■ Task prompt ■
Only lines holding the word "BatchConfig" are wanted. Copy them from the listing below.

■ Source data ■
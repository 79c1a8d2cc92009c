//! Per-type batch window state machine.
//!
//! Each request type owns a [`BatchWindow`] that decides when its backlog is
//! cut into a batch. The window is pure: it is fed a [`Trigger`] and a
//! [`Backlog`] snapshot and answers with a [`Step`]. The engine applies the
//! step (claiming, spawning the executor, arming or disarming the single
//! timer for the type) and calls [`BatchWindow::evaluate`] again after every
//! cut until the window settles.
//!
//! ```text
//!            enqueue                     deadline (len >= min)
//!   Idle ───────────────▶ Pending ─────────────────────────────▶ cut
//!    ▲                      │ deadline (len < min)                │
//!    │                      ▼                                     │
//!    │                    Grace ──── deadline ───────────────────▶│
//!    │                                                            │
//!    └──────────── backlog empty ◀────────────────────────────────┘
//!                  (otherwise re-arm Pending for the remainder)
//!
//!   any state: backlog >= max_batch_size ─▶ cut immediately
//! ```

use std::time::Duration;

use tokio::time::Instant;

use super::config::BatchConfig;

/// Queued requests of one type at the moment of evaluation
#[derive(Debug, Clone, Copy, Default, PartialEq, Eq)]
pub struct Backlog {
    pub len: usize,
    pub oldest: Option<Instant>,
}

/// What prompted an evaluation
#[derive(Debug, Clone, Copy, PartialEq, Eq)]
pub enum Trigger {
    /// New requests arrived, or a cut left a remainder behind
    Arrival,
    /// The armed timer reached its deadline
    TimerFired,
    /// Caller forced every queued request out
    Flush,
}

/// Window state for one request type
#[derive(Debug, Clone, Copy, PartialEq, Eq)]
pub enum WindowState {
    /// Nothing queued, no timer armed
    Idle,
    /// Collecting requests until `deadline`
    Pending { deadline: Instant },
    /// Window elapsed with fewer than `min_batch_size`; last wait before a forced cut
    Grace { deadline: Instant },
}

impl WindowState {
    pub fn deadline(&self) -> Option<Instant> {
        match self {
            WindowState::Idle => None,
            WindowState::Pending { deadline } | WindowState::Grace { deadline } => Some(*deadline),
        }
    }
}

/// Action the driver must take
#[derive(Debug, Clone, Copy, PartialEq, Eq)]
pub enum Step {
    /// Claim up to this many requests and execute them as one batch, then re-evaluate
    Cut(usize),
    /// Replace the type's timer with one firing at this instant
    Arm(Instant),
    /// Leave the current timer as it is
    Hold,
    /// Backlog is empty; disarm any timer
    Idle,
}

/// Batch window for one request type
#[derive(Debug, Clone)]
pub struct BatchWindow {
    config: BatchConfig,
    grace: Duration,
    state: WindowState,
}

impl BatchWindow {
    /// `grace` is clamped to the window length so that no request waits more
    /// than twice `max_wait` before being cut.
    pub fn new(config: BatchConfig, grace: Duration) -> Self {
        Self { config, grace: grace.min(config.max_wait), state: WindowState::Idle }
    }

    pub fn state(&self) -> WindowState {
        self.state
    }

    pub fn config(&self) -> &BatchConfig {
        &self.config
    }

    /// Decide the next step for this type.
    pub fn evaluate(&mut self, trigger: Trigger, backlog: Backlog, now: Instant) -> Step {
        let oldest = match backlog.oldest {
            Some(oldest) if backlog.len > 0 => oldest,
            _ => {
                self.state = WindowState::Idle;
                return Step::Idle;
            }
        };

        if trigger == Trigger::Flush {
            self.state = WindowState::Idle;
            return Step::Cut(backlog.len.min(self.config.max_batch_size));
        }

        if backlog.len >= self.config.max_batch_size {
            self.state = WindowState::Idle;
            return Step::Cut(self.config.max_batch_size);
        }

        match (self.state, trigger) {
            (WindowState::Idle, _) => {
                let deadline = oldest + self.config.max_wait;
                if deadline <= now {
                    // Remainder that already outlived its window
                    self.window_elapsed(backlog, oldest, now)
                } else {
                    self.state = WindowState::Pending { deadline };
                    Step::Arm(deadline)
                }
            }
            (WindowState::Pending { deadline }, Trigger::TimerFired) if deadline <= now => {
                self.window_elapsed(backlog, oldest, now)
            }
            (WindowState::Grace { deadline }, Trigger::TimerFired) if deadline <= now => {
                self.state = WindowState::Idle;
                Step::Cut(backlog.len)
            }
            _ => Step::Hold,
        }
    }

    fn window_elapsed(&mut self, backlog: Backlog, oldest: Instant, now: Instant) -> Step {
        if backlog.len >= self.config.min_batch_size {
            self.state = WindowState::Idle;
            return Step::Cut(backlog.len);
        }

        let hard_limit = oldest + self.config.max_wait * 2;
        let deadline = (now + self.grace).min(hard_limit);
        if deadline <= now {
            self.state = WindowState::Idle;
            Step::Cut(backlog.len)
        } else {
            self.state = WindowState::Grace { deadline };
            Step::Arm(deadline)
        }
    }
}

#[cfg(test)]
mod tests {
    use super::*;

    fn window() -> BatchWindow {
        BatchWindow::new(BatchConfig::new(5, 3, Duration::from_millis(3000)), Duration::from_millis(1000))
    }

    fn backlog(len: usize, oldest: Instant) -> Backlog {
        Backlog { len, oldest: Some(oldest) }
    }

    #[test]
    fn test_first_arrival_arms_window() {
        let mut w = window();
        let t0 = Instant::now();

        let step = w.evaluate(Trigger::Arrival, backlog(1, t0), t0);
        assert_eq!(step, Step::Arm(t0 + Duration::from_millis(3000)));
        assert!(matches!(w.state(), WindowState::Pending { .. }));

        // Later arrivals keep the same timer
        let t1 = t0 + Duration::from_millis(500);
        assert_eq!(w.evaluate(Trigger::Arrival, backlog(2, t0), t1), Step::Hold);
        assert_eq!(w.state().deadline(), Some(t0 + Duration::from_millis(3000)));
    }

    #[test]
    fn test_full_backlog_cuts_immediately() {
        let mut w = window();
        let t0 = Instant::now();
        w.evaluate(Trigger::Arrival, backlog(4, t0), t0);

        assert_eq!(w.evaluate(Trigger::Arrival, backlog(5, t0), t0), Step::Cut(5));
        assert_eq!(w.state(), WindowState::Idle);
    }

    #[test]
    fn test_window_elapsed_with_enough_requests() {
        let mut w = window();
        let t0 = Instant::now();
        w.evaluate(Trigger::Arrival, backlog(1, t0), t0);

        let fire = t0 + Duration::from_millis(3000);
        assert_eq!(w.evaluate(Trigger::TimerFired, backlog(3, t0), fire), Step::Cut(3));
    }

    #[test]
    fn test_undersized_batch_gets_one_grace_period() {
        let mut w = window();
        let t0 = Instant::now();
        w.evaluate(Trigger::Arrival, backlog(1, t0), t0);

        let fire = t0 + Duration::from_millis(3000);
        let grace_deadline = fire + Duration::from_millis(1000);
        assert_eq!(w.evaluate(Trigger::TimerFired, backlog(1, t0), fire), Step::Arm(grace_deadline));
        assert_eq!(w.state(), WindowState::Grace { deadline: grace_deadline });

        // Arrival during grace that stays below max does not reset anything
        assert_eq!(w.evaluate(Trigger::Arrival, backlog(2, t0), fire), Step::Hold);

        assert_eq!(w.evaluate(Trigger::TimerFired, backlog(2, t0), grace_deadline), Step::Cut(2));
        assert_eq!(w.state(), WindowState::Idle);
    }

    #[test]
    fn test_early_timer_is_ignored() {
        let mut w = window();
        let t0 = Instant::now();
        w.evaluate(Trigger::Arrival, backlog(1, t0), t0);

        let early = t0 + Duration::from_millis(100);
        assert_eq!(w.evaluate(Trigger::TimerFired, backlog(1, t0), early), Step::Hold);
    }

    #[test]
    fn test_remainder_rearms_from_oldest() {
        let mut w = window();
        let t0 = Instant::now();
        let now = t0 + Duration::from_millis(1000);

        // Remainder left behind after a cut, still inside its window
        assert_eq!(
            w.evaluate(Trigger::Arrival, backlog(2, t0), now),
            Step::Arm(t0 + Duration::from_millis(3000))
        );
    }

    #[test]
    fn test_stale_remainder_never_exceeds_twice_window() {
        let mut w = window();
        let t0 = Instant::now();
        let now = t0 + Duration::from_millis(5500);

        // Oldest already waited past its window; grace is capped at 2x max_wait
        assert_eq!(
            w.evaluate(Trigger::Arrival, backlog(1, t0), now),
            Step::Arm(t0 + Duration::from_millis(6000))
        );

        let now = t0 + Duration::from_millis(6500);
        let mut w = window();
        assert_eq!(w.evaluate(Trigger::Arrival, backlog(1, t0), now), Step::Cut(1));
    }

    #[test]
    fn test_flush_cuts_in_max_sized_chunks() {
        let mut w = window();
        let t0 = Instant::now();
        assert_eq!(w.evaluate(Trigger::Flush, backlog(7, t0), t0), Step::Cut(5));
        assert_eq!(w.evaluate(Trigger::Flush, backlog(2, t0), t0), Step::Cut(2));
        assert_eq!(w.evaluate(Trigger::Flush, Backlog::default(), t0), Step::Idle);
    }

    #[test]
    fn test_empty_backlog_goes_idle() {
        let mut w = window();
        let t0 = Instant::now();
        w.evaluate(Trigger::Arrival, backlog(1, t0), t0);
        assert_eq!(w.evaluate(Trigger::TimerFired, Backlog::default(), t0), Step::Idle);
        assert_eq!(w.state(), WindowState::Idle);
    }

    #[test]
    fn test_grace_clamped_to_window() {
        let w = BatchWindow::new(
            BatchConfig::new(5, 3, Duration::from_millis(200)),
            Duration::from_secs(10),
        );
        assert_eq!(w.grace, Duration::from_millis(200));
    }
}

■ Task answer ■
use super::config::BatchConfig;
    config: BatchConfig,
    pub fn new(config: BatchConfig, grace: Duration) -> Self {
    pub fn config(&self) -> &BatchConfig {
        BatchWindow::new(BatchConfig::new(5, 3, Duration::from_millis(3000)), Duration::from_millis(1000))
            BatchConfig::new(5, 3, Duration::from_millis(200)),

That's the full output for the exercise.